Pancake Day: What The Flip Is Carbon Fasting?
February 12, 2024 Tori Harvey

Pancake Day is enjoyed by millions each year as an opportunity to mix the perfect batch of batter and get flipping. Otherwise known as Shrove Tuesday, it is a Christian feast day which precedes the fasting period of Lent [1]. Although not all of them involve pancakes, celebrations relating to Shrove Tuesday span across the globe:

  • ‘Fastnacht’ (‘Eve of the Fast’ in Germany), 
  • ‘Mardi Gas’ (‘Fat Tuesday’ in France and Brazil),
  • ‘Sprengidagur’ (‘Bursting Day’ in Iceland),
  • ‘Tlusty czwartek’ (‘Fat Thursday’ in Poland),
  • ‘Laskiainen’ (‘Shrove Tuesday’ in Finland) [2].

Historically, on Shrove Tuesday, Anglo-Saxon Christians went to confession to be ‘shriven’ (absolved from their sins). A bell would be rung to call people to church – which became known as the ‘Pancake Bell’ – and you may still hear its chimes in some districts today. Following this, Christians would abstain from indulgent foods and festivities from Ash Wednesday, right through the Lenten period, until Easter. The association with pancakes stems from the need to use up rich ingredients such as eggs, milk, and sugar, before the fasting began [1,2].

carbon fasting

Figure 1: Pancakes. [5]

Carbon Fasting

While religious ties to fasting have lessened in the UK, the underlying idea of ‘going without’ may serve as food for thought when it comes to considering new habits. Carbon fasting is a unique consumer-driven approach whereby subtle, sustainable lifestyle changes can help to:

  • lower individual carbon footprint, and
  • help reduce greenhouse gas emissions in the broader society.

It is common knowledge that our current way of living is not sustainable for the planet and its atmosphere. The UN stresses that transitioning to a net-zero world is one of the greatest challenges humankind has ever faced, and calls for ‘nothing less than a complete transformation of how we produce, consume, and move about’ [3]. The focus at large remains on governmental bodies and business to strive for net zero, which is arguably exactly where it should be with just 100 companies responsible for 71% of global greenhouse gas emissions since 1988 [4].

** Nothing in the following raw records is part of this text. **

//! Category scoring policy.

use artguard_core::{Finding, Severity};
use serde::{Deserialize, Serialize};

/// Points removed from a category's score per finding.
#[derive(Debug, Clone, PartialEq, Serialize, Deserialize)]
#[serde(default)]
pub struct SeverityWeights {
    pub critical: f64,
    pub high: f64,
    pub medium: f64,
    pub low: f64,
}

impl Default for SeverityWeights {
    fn default() -> Self {
        Self {
            critical: 40.0,
            high: 20.0,
            medium: 10.0,
            low: 5.0,
        }
    }
}

impl SeverityWeights {
    /// Penalty of one finding of the given severity.
    pub fn penalty(&self, severity: Severity) -> f64 {
        match severity {
            Severity::Critical => self.critical,
            Severity::High => self.high,
            Severity::Medium => self.medium,
            Severity::Low => self.low,
        }
    }
}

/// How category scores and the overall verdict are computed.
#[derive(Debug, Clone, PartialEq, Serialize, Deserialize)]
#[serde(default)]
pub struct ScoringPolicy {
    /// Per-severity penalties
    pub weights: SeverityWeights,

    /// Minimum mean score for a valid artifact
    pub min_overall_score: f64,
}

impl Default for ScoringPolicy {
    fn default() -> Self {
        Self {
            weights: SeverityWeights::default(),
            min_overall_score: 80.0,
        }
    }
}

impl ScoringPolicy {
    /// Set the penalties.
    pub fn with_weights(mut self, weights: SeverityWeights) -> Self {
        self.weights = weights;
        self
    }

    /// Set the pass mark.
    pub fn with_min_overall_score(mut self, score: f64) -> Self {
        self.min_overall_score = score;
        self
    }

    /// Score of one category: 100 minus the penalties, floored at 0.
    pub fn score(&self, findings: &[Finding]) -> f64 {
        let penalty: f64 = findings.iter().map(|f| self.weights.penalty(f.severity)).sum();
        (100.0 - penalty).max(0.0)
    }
}

#[cfg(test)]
mod tests {
    use super::*;
    use artguard_core::Category;

    fn findings(severities: &[Severity]) -> Vec<Finding> {
        severities
            .iter()
            .map(|s| Finding::new("k", *s, Category::Syntax, "m"))
            .collect()
    }

    #[test]
    fn test_score_deducts_weights() {
        let policy = ScoringPolicy::default();
        assert_eq!(policy.score(&[]), 100.0);
        assert_eq!(policy.score(&findings(&[Severity::High, Severity::Low])), 75.0);
    }

    #[test]
    fn test_score_floors_at_zero() {
        let policy = ScoringPolicy::default();
        let many = findings(&[Severity::Critical, Severity::Critical, Severity::Critical]);
        assert_eq!(policy.score(&many), 0.0);
    }

    #[test]
    fn test_partial_policy_deserializes() {
        let policy: ScoringPolicy =
            serde_json::from_str(r#"{"weights": {"critical": 50}}"#).unwrap();
        assert_eq!(policy.weights.critical, 50.0);
        assert_eq!(policy.weights.low, 5.0);
        assert_eq!(policy.min_overall_score, 80.0);
    }
}
//! Automatic repair of detected findings.
//!
//! A [`RepairEngine`] maps finding kinds to [`Transformation`]s, applies
//! them one at a time and reverts any fix that makes the artifact worse.

#![warn(missing_docs)]

pub mod engine;
pub mod error;
pub mod transform;

pub use engine::{FixOutcome, RepairEngine};
pub use error::{RepairError, Result};
pub use transform::{
    default_transformations, AddDoctype, AddLangAttribute, AddViewportMeta, BalanceBraces,
    CloseScriptTag, GuardSensorAccess, InsertSdkInit, Transformation, UpgradeScriptSrc,
};
//! Artifact text model.
//!
//! Artifacts are single HTML documents with inline scripts. Checks that look
//! at script code run over a *code view*: a copy of the document with the same
//! byte length in which everything outside inline scripts, and every comment
//! and string literal inside them, is blanked with spaces. Newlines are kept,
//! so byte offsets and line numbers in the code view are those of the source,
//! and a pattern that only appears inside a string or a comment never matches.
//!
//! This is a lexical approximation, not a JavaScript parser. Regex literals
//! are not recognised, so a quote inside one can desynchronise the masking
//! until the end of the line.

use regex::{Captures, Regex};
use std::ops::Range;

use crate::finding::Location;

/// An inline `<script>` element.
#[derive(Debug, Clone, PartialEq, Eq)]
pub struct ScriptBlock {
    /// Byte range of the opening tag, `<script ...>`
    pub open_tag: Range<usize>,

    /// Byte range of the script body
    pub body: Range<usize>,

    /// Whether a matching `</script>` was found
    pub closed: bool,

    /// Whether the element has a `src` attribute
    pub external: bool,
}

/// Bracket balance of the script code.
#[derive(Debug, Clone, Copy, Default, PartialEq, Eq)]
pub struct Balance {
    /// Openers never closed
    pub unclosed: usize,

    /// Closers without an opener
    pub unexpected: usize,

    /// Offset of the first offending bracket
    pub first_offset: Option<usize>,
}

impl Balance {
    /// Whether every opener has its closer.
    pub fn is_balanced(&self) -> bool {
        self.unclosed == 0 && self.unexpected == 0
    }
}

/// Parsed view over an artifact's text.
#[derive(Debug, Clone)]
pub struct ArtifactText<'a> {
    source: &'a str,
    code: String,
    line_starts: Vec<usize>,
    scripts: Vec<ScriptBlock>,
    script_opens: usize,
    script_closes: usize,
}

impl<'a> ArtifactText<'a> {
    /// Parse a document.
    pub fn parse(source: &'a str) -> Self {
        let lower = source.to_ascii_lowercase();
        let scripts = find_scripts(&lower);
        let code = build_code_view(source, &scripts);

        let mut line_starts = vec![0];
        line_starts.extend(source.match_indices('\n').map(|(i, _)| i + 1));

        Self {
            source,
            code,
            line_starts,
            script_opens: count_tag(&lower, "<script"),
            script_closes: count_tag(&lower, "</script"),
            scripts,
        }
    }

    /// The original text.
    pub fn source(&self) -> &'a str {
        self.source
    }

    /// The code view.
    pub fn code(&self) -> &str {
        &self.code
    }

    /// Inline script elements in document order.
    pub fn scripts(&self) -> &[ScriptBlock] {
        &self.scripts
    }

    /// Bodies of the inline scripts that carry code.
    pub fn script_sources(&self) -> Vec<&'a str> {
        self.scripts
            .iter()
            .filter(|s| !s.external && !self.source[s.body.clone()].trim().is_empty())
            .map(|s| &self.source[s.body.clone()])
            .collect()
    }

    /// Number of `<script` opening and `</script` closing tags.
    pub fn script_tag_counts(&self) -> (usize, usize) {
        (self.script_opens, self.script_closes)
    }

    /// 1-based line and column of a byte offset.
    pub fn location(&self, offset: usize) -> Location {
        let offset = offset.min(self.source.len());
        let line = self.line_starts.partition_point(|&start| start <= offset);
        let line_start = self.line_starts[line - 1];
        let column = self
            .source
            .get(line_start..offset)
            .map(|s| s.chars().count())
            .unwrap_or(0)
            + 1;
        Location::at(line, column)
    }

    /// Locations of every match of `pattern` in the code view.
    pub fn find_in_code(&self, pattern: &Regex) -> Vec<Location> {
        pattern
            .find_iter(&self.code)
            .map(|m| self.location(m.start()))
            .collect()
    }

    /// Locations of every match of `pattern` in the raw document.
    pub fn find_in_source(&self, pattern: &Regex) -> Vec<Location> {
        pattern
            .find_iter(self.source)
            .map(|m| self.location(m.start()))
            .collect()
    }

    /// Balance of an opener/closer pair, checked per script block.
    pub fn balance(&self, open: char, close: char) -> Balance {
        let mut total = Balance::default();
        for script in &self.scripts {
            let block = self.block_balance(script, open, close);
            total.unclosed += block.unclosed;
            total.unexpected += block.unexpected;
            total.first_offset = match (total.first_offset, block.first_offset) {
                (Some(a), Some(b)) => Some(a.min(b)),
                (a, b) => a.or(b),
            };
        }
        total
    }

    /// Balance of an opener/closer pair inside one script block.
    pub fn block_balance(&self, script: &ScriptBlock, open: char, close: char) -> Balance {
        let mut balance = Balance::default();
        let mut stack: Vec<usize> = Vec::new();
        for (i, c) in self.code[script.body.clone()].char_indices() {
            let offset = script.body.start + i;
            if c == open {
                stack.push(offset);
            } else if c == close && stack.pop().is_none() {
                balance.unexpected += 1;
                balance.first_offset.get_or_insert(offset);
            }
        }
        if let Some(&first) = stack.first() {
            balance.unclosed = stack.len();
            balance.first_offset = Some(balance.first_offset.map_or(first, |o| o.min(first)));
        }
        balance
    }

    /// Offset of the `}` closing the block opened at `open`, if any.
    pub fn matching_close(&self, open: usize) -> Option<usize> {
        let bytes = self.code.as_bytes();
        if bytes.get(open) != Some(&b'{') {
            return None;
        }
        let mut depth = 0usize;
        for (i, &b) in bytes.iter().enumerate().skip(open) {
            match b {
                b'{' => depth += 1,
                b'}' => {
                    depth -= 1;
                    if depth == 0 {
                        return Some(i);
                    }
                }
                _ => {}
            }
        }
        None
    }

    /// Offsets of unconditional loops whose body never breaks out.
    ///
    /// `pattern` must match a loop header up to and including its opening
    /// brace, see [`UNBOUNDED_LOOP_PATTERN`].
    pub fn unbounded_loops(&self, pattern: &Regex) -> Vec<usize> {
        pattern
            .find_iter(&self.code)
            .filter(|m| {
                let open = m.end() - 1;
                let close = self.matching_close(open).unwrap_or(self.code.len());
                let body = &self.code[open..close];
                !contains_word(body, "break") && !contains_word(body, "return") && !contains_word(body, "throw")
            })
            .map(|m| m.start())
            .collect()
    }

    /// Rewrite every code-view match of `pattern` in the source.
    ///
    /// Identifiers are never masked, so captures taken from the code view
    /// equal the source text at the same range.
    pub fn rewrite_code_matches<F>(&self, pattern: &Regex, mut replace: F) -> String
    where
        F: FnMut(&Captures<'_>) -> String,
    {
        let mut out = String::with_capacity(self.source.len() + 16);
        let mut last = 0;
        for caps in pattern.captures_iter(&self.code) {
            let Some(m) = caps.get(0) else { continue };
            out.push_str(&self.source[last..m.start()]);
            out.push_str(&replace(&caps));
            last = m.end();
        }
        out.push_str(&self.source[last..]);
        out
    }
}

/// Header of a `while (true) {` or `for (;;) {` loop.
pub const UNBOUNDED_LOOP_PATTERN: &str =
    r"\bwhile\s*\(\s*(?:true|1)\s*\)\s*\{|\bfor\s*\(\s*;\s*;\s*\)\s*\{";

/// Whether `word` occurs in `text` as a whole identifier.
pub fn contains_word(text: &str, word: &str) -> bool {
    let is_ident = |c: char| c.is_alphanumeric() || c == '_' || c == '$';
    text.match_indices(word).any(|(i, _)| {
        let before = text[..i].chars().next_back();
        let after = text[i + word.len()..].chars().next();
        !before.map_or(false, is_ident) && !after.map_or(false, is_ident)
    })
}

fn count_tag(lower: &str, tag: &str) -> usize {
    lower
        .match_indices(tag)
        .filter(|(i, _)| {
            lower[i + tag.len()..]
                .chars()
                .next()
                .map_or(false, |c| c.is_ascii_whitespace() || c == '>' || c == '/')
        })
        .count()
}

fn find_scripts(lower: &str) -> Vec<ScriptBlock> {
    let mut scripts = Vec::new();
    let mut pos = 0;

    while let Some(rel) = lower[pos..].find("<script") {
        let tag_start = pos + rel;
        let after_name = tag_start + "<script".len();
        let boundary = lower[after_name..].chars().next();
        if !boundary.map_or(false, |c| c.is_ascii_whitespace() || c == '>' || c == '/') {
            pos = after_name;
            continue;
        }
        let Some(gt) = lower[after_name..].find('>') else {
            break;
        };
        let tag_end = after_name + gt + 1;
        let attrs = &lower[after_name..tag_end - 1];

        let (body_end, next_pos, closed) = match lower[tag_end..].find("</script") {
            Some(close) => {
                let close_start = tag_end + close;
                let close_end = lower[close_start..]
                    .find('>')
                    .map_or(lower.len(), |g| close_start + g + 1);
                (close_start, close_end, true)
            }
            None => (lower.len(), lower.len(), false),
        };

        if is_javascript(attrs) {
            scripts.push(ScriptBlock {
                open_tag: tag_start..tag_end,
                body: tag_end..body_end,
                closed,
                external: attrs.contains("src="),
            });
        }
        pos = next_pos;
    }
    scripts
}

fn is_javascript(attrs: &str) -> bool {
    let Some(idx) = attrs.find("type=") else {
        return true;
    };
    let value: String = attrs[idx + 5..]
        .trim_start_matches(['"', '\''])
        .chars()
        .take_while(|c| !matches!(c, '"' | '\'' | ' ' | '>'))
        .collect();
    value.is_empty()
        || value.contains("javascript")
        || value.contains("ecmascript")
        || value == "module"
}

#[derive(Clone, Copy, PartialEq)]
enum Lex {
    Code,
    LineComment,
    BlockComment,
    Str(char),
    Template,
}

fn build_code_view(source: &str, scripts: &[ScriptBlock]) -> String {
    let mut code = String::with_capacity(source.len());
    let mut cursor = 0;

    for script in scripts {
        blank_into(&mut code, &source[cursor..script.body.start]);
        mask_script(&mut code, &source[script.body.clone()]);
        cursor = script.body.end;
    }
    blank_into(&mut code, &source[cursor..]);
    code
}

fn blank_into(out: &mut String, text: &str) {
    for c in text.chars() {
        push_blank(out, c);
    }
}

fn push_blank(out: &mut String, c: char) {
    if c == '\n' {
        out.push('\n');
    } else {
        for _ in 0..c.len_utf8() {
            out.push(' ');
        }
    }
}

fn mask_script(out: &mut String, body: &str) {
    let mut state = Lex::Code;
    let mut chars = body.chars().peekable();

    while let Some(c) = chars.next() {
        match state {
            Lex::Code => match c {
                '/' if chars.peek() == Some(&'/') => {
                    state = Lex::LineComment;
                    push_blank(out, c);
                }
                '/' if chars.peek() == Some(&'*') => {
                    state = Lex::BlockComment;
                    push_blank(out, c);
                    if let Some(star) = chars.next() {
                        push_blank(out, star);
                    }
                }
                '\'' | '"' => {
                    state = Lex::Str(c);
                    out.push(c);
                }
                '`' => {
                    state = Lex::Template;
                    out.push(c);
                }
                _ => out.push(c),
            },
            Lex::LineComment => {
                if c == '\n' {
                    state = Lex::Code;
                }
                push_blank(out, c);
            }
            Lex::BlockComment => {
                if c == '*' && chars.peek() == Some(&'/') {
                    push_blank(out, c);
                    if let Some(slash) = chars.next() {
                        push_blank(out, slash);
                    }
                    state = Lex::Code;
                } else {
                    push_blank(out, c);
                }
            }
            Lex::Str(quote) => {
                if c == '\\' {
                    push_blank(out, c);
                    if let Some(escaped) = chars.next() {
                        push_blank(out, escaped);
                    }
                } else if c == quote {
                    out.push(c);
                    state = Lex::Code;
                } else if c == '\n' {
                    // unterminated literal
                    out.push(c);
                    state = Lex::Code;
                } else {
                    push_blank(out, c);
                }
            }
            Lex::Template => {
                if c == '\\' {
                    push_blank(out, c);
                    if let Some(escaped) = chars.next() {
                        push_blank(out, escaped);
                    }
                } else if c == '`' {
                    out.push(c);
                    state = Lex::Code;
                } else {
                    push_blank(out, c);
                }
            }
        }
    }
}
//! Metric samples recorded per generation or check.

use serde::{Deserialize, Serialize};

use crate::finding::Category;
use crate::Time;

/// One recorded outcome. Never mutated after it is appended.
#[derive(Debug, Clone, PartialEq, Serialize, Deserialize)]
pub struct MetricSample {
    /// Completion time
    pub timestamp: Time,

    /// Time between start and completion
    pub duration_ms: u64,

    /// Whether the run produced a usable artifact
    pub success: bool,

    /// Derived 0-100 quality figure
    pub quality_score: f64,

    /// Content type tag
    pub type_tag: String,

    /// Findings left at completion
    pub finding_count: usize,

    /// Fixes applied
    pub fix_count: usize,

    /// Categories of the findings seen
    #[serde(default)]
    pub categories: Vec<Category>,
}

However, it is important that we do not lose sight of the collective difference that can be made from within our own homes. True transformation may begin to take place when there is a shift to individual behaviours that support the reduction of emissions.

Reduce Your Emissions

So, between now and Easter – and beyond – why not see if you can make a sustained reduction to your carbon footprint? For example, plan to only purchase fruits and vegetables that are not packaged in single use plastic.

Here are some other ways to reduce personal emissions:

  • Walk, cycle, or use public transport instead of driving, where possible
  • Shop second-hand clothing – browse local charity shops or Vinted 
  • Eat less meat – just one or two vegetarian meals a week can make a significant difference
  • Take shorter showers
  • Make a weekly meal plan and shopping list to limit food waste
  • Turn down the heat on your thermostat by 1°C
  • Go plastic free – consider buying ingredients and refills at your local zero waste shop
  • Buy locally grown, in-season produce
  • Start composting
  • Line dry laundry rather than using a tumble dryer
  • Recycle more and do it effectively – If you are unsure where to recycle certain items in your local area, check here (UK only)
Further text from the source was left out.